Personal information
- Full name: Juan David Torres Henríquez
- Date of birth: 31 March 2001 (age 25)
- Place of birth: Barranquilla, Colombia
- Height: 1.71 m (5 ft 7 in)
- Position: Midfielder

Team information
- Current team: Phoenix Rising (on loan from Charleston Battery)
- Number: 70

Youth career
- 2018–2019: Banfield
- 2019–2021: Corinthians
- 2022–2023: Millonarios

Senior career*
- Years: Team / Apps / (Gls)
- 2023: Millonarios / 8 / (0)
- 2024–: Charleston Battery / 54 / (10)
- 2026: → Sport Boys (loan) / 14 / (0)
- 2026–: → Phoenix Rising (loan) / 1 / (0)

International career^{‡}
- 2019: Colombia U20 / 0 / (0)

= Juan David Torres =

Colombian footballer (born 2001)

Juan David Torres Henríquez (born 31 March 2001) is a Colombian footballer who currently plays as a midfielder for Phoenix Rising, on loan from Charleston Battery in the USL Championship.

==Career==
Torres signed his first academy deal with Argentinian Banfield, before joining Brazilian side Corinthians in 2019 where he stayed for two and a half years.

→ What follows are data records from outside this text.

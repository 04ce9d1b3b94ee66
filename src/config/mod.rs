use once_cell::sync::Lazy;
use serde::{Deserialize, Serialize};
use std::env;

#[derive(Debug, Clone, Serialize, Deserialize)]
pub struct AppConfig {
    pub environment: Environment,
    pub database: DatabaseConfig,
    pub tenancy: TenancyConfig,
    pub api: ApiConfig,
    pub security: SecurityConfig,
}

#[derive(Debug, Clone, PartialEq, Eq, Serialize, Deserialize)]
pub enum Environment {
    Development,
    Staging,
    Production,
}

#[derive(Debug, Clone, Serialize, Deserialize)]
pub struct DatabaseConfig {
    /// Registry database; tenant URLs are derived from it by swapping the path
    #[serde(skip_serializing)]
    pub url: String,
    pub max_connections: u32,
    pub connection_timeout: u64,
}

#[derive(Debug, Clone, Serialize, Deserialize)]
pub struct TenancyConfig {
    pub query_param: String,
    pub path_prefix: String,
    pub reserved_subdomains: Vec<String>,
}

impl Default for TenancyConfig {
    fn default() -> Self {
        Self {
            query_param: "tenantId".to_string(),
            path_prefix: "tenants".to_string(),
            reserved_subdomains: vec!["www".to_string()],
        }
    }
}

#[derive(Debug, Clone, Serialize, Deserialize)]
pub struct ApiConfig {
    pub port: u16,
    pub enable_request_logging: bool,
}

#[derive(Debug, Clone, Serialize, Deserialize)]
pub struct SecurityConfig {
    pub cors_origins: Vec<String>,
    #[serde(skip_serializing)]
    pub jwt_secret: String,
    pub jwt_expiry_hours: u64,
}

impl AppConfig {
    pub fn from_env() -> Self {
        let environment = match env::var("APP_ENV").as_deref() {
            Ok("production") | Ok("prod") => Environment::Production,
            Ok("staging") | Ok("stage") => Environment::Staging,
            _ => Environment::Development,
        };

        // Set defaults based on environment, then override with specific env vars
        match environment {
            Environment::Production => Self::production(),
            Environment::Staging => Self::staging(),
            Environment::Development => Self::development(),
        }
        .with_env_overrides()
    }

    fn with_env_overrides(mut self) -> Self {
        // Database overrides
        if let Ok(v) = env::var("DATABASE_URL") {
            self.database.url = v;
        }
        if let Ok(v) = env::var("DATABASE_MAX_CONNECTIONS") {
            self.database.max_connections = v.parse().unwrap_or(self.database.max_connections);
        }
        if let Ok(v) = env::var("DATABASE_CONNECTION_TIMEOUT") {
            self.database.connection_timeout = v.parse().unwrap_or(self.database.connection_timeout);
        }

        // Tenancy overrides
        if let Ok(v) = env::var("TENANCY_QUERY_PARAM") {
            if !v.trim().is_empty() {
                self.tenancy.query_param = v.trim().to_string();
            }
        }
        if let Ok(v) = env::var("TENANCY_PATH_PREFIX") {
            let prefix = v.trim().trim_matches('/');
            if !prefix.is_empty() {
                self.tenancy.path_prefix = prefix.to_string();
            }
        }
        if let Ok(v) = env::var("TENANCY_RESERVED_SUBDOMAINS") {
            self.tenancy.reserved_subdomains = split_list(&v);
        }

        // API overrides
        if let Some(port) = env::var("PORT").ok().and_then(|s| s.parse().ok()) {
            self.api.port = port;
        }
        if let Ok(v) = env::var("API_ENABLE_REQUEST_LOGGING") {
            self.api.enable_request_logging = v.parse().unwrap_or(self.api.enable_request_logging);
        }

        // Security overrides
        if let Ok(v) = env::var("SECURITY_CORS_ORIGINS") {
            self.security.cors_origins = split_list(&v);
        }
        if let Ok(v) = env::var("SECURITY_JWT_SECRET") {
            self.security.jwt_secret = v;
        }
        if let Ok(v) = env::var("SECURITY_JWT_EXPIRY_HOURS") {
            self.security.jwt_expiry_hours = v.parse().unwrap_or(self.security.jwt_expiry_hours);
        }

        self
    }

    fn development() -> Self {
        Self {
            environment: Environment::Development,
            database: DatabaseConfig {
                url: "postgres://postgres@localhost:5432/shopdesk".to_string(),
                max_connections: 5,
                connection_timeout: 30,
            },
            tenancy: TenancyConfig::default(),
            api: ApiConfig {
                port: 3000,
                enable_request_logging: true,
            },
            security: SecurityConfig {
                cors_origins: vec!["http://localhost:3000".to_string(), "http://localhost:5173".to_string()],
                jwt_secret: "development-only-secret".to_string(),
                jwt_expiry_hours: 24 * 7, // 1 week
            },
        }
    }

    fn staging() -> Self {
        Self {
            environment: Environment::Staging,
            database: DatabaseConfig {
                url: String::new(),
                max_connections: 10,
                connection_timeout: 10,
            },
            tenancy: TenancyConfig::default(),
            api: ApiConfig {
                port: 3000,
                enable_request_logging: true,
            },
            security: SecurityConfig {
                cors_origins: vec!["https://staging.shopdesk.io".to_string()],
                jwt_secret: String::new(),
                jwt_expiry_hours: 24,
            },
        }
    }

    fn production() -> Self {
        Self {
            environment: Environment::Production,
            database: DatabaseConfig {
                url: String::new(),
                max_connections: 20,
                connection_timeout: 5,
            },
            tenancy: TenancyConfig::default(),
            api: ApiConfig {
                port: 3000,
                enable_request_logging: false,
            },
            security: SecurityConfig {
                cors_origins: vec!["https://app.shopdesk.io".to_string()],
                jwt_secret: String::new(),
                jwt_expiry_hours: 8,
            },
        }
    }
}

fn split_list(value: &str) -> Vec<String> {
    value
        .split(',')
        .map(|s| s.trim().to_string())
        .filter(|s| !s.is_empty())
        .collect()
}

// Global singleton config - initialized once at startup
pub static CONFIG: Lazy<AppConfig> = Lazy::new(AppConfig::from_env);

// Convenience function for accessing config
pub fn config() -> &'static AppConfig {
    &CONFIG
}

#[cfg(test)]
mod tests {
    use super::*;

    #[test]
    fn test_default_development_config() {
        let config = AppConfig::development();
        assert_eq!(config.tenancy.query_param, "tenantId");
        assert_eq!(config.tenancy.path_prefix, "tenants");
        assert_eq!(config.tenancy.reserved_subdomains, vec!["www".to_string()]);
        assert!(!config.security.jwt_secret.is_empty());
    }

    #[test]
    fn test_default_production_config() {
        let config = AppConfig::production();
        assert!(config.database.url.is_empty());
        assert!(config.security.jwt_secret.is_empty());
        assert!(!config.api.enable_request_logging);
    }

    #[test]
    fn splits_comma_lists() {
        assert_eq!(split_list(" www, api ,,admin"), vec!["www", "api", "admin"]);
    }
}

Torres signed with Colombian Categoría Primera A club Millonarios towards the end of 2022, and went on to make eight league appearances in 2023. He was released by Millonarios at the end of their 2023 season.

Torres signed with USL Championship club Charleston Battery on 15 February 2024 after a successful trial during the preseason. In his first season in Charleston, Torres scored eight goals and led the team with seven assists in 36 matches across all competitions. He also led the Championship with six goals scored from outside the box. Torres scored from the halfway line for his first career professional goal, on April 20 against FC Tulsa, which was also featured on the SportsCenter Top 10.

Torres' contract option was exercised by the Battery following the 2024 season.

On 13 January 2026, Torres joined Peruvian Liga 1 side Sport Boys on loan, with the club holding a "six-figure" purchase option. His loan with Sports Boy ended in August 2026, and he was immediately loan to USL Championship side Phoenix Rising.